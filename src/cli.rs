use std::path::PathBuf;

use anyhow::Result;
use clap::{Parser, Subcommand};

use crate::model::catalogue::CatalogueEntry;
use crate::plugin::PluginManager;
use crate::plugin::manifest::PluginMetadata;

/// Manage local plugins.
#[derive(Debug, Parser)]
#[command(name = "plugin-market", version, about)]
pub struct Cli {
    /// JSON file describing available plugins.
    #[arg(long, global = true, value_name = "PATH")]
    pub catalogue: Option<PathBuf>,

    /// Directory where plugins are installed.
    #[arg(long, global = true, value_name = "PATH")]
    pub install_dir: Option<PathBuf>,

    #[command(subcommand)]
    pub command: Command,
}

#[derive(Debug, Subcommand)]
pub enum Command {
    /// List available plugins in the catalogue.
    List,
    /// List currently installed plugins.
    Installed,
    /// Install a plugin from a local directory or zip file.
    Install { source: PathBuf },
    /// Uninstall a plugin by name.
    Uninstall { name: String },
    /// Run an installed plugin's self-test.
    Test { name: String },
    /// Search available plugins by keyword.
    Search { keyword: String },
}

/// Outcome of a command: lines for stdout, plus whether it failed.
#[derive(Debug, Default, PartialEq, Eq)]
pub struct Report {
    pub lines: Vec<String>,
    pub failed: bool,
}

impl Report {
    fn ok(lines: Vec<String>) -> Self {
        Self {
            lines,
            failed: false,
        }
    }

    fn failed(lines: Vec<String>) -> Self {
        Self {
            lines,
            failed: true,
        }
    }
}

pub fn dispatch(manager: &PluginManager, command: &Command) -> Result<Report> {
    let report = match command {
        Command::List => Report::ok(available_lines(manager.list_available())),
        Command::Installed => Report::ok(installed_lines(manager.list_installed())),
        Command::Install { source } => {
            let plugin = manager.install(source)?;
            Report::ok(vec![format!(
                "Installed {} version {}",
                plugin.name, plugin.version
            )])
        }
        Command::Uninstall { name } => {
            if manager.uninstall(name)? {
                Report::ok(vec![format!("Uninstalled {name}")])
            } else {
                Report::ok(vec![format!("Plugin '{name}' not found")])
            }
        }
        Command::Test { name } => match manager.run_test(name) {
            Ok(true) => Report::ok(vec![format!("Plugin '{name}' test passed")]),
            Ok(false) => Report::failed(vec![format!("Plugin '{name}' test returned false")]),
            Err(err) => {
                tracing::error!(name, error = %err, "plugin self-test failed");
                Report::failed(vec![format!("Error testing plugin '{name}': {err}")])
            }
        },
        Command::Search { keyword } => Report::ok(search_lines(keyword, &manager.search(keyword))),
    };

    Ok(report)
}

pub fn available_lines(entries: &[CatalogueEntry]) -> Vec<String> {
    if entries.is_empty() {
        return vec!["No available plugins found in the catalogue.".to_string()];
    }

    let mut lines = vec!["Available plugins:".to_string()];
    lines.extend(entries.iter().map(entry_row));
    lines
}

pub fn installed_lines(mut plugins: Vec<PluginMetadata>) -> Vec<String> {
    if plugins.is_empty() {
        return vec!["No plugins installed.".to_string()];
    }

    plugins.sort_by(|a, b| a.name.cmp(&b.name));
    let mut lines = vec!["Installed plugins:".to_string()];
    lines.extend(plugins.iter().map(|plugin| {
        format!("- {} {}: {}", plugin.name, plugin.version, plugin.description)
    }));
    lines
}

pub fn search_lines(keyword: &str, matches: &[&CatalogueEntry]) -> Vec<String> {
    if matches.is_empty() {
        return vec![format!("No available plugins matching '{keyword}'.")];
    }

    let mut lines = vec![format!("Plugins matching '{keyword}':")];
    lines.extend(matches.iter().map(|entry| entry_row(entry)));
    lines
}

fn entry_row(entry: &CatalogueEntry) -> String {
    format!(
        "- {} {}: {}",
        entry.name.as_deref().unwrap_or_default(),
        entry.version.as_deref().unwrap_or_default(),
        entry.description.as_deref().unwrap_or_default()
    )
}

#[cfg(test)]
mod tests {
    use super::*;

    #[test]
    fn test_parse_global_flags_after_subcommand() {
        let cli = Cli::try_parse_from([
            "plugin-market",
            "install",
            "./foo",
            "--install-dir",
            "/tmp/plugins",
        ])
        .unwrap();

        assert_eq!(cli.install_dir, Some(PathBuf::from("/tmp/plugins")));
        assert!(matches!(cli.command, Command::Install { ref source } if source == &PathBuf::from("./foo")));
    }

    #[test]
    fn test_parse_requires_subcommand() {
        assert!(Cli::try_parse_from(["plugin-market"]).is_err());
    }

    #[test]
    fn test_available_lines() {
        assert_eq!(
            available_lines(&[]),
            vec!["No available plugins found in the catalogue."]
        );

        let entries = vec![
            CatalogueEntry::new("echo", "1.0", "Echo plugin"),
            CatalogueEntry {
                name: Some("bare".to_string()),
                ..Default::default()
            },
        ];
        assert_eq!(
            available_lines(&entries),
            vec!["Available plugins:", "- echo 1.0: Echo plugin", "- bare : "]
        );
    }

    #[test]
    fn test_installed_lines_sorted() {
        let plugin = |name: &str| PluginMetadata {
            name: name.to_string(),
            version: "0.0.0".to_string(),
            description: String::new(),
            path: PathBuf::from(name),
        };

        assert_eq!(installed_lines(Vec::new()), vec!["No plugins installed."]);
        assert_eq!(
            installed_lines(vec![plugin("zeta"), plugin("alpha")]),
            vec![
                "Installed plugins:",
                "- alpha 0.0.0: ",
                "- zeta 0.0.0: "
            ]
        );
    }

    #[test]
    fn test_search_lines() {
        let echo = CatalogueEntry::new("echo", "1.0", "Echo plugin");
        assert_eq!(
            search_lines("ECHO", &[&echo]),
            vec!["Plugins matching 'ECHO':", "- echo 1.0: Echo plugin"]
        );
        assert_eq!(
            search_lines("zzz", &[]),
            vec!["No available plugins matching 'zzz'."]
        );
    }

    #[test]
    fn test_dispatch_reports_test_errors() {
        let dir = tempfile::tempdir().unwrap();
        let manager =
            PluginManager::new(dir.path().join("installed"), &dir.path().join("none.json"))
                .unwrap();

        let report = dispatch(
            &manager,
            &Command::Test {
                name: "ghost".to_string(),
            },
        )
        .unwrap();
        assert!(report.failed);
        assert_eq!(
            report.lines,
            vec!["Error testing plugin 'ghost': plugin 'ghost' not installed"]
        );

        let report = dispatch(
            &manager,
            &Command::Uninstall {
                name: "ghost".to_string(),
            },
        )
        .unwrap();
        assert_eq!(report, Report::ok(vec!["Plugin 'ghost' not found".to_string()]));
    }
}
+++
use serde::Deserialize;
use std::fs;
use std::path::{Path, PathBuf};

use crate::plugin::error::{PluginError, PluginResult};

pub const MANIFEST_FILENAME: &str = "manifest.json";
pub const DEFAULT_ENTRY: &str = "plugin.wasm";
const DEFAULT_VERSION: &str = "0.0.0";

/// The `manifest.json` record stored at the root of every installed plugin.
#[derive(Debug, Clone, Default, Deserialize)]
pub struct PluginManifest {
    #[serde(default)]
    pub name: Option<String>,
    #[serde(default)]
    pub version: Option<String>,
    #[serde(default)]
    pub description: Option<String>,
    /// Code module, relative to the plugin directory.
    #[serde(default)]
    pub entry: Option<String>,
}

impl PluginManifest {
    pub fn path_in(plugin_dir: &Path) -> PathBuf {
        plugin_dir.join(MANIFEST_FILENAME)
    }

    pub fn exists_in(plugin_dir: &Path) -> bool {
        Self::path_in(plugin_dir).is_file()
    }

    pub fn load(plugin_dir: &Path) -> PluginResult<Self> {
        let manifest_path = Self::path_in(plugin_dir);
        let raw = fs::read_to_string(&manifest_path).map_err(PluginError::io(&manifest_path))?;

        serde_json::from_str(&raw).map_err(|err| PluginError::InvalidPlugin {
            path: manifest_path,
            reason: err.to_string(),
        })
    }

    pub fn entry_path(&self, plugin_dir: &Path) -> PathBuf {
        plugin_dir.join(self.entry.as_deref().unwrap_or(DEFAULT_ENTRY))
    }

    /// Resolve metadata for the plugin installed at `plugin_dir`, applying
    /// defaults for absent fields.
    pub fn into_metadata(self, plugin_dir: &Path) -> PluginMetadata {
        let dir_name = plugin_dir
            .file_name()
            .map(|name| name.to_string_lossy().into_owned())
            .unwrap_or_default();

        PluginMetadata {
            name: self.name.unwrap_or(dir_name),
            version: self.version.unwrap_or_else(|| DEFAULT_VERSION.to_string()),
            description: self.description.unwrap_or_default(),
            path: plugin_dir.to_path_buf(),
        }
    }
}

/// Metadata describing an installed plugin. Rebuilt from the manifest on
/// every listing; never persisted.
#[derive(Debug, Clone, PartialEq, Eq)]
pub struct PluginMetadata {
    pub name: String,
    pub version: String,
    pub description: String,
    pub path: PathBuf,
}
+++
[Work request]:
Your answer should consist of copies of the lines above that include the string "testing".

[Answer box]:
                Report::failed(vec![format!("Error testing plugin '{name}': {err}")])
            vec!["Error testing plugin 'ghost': plugin 'ghost' not installed"]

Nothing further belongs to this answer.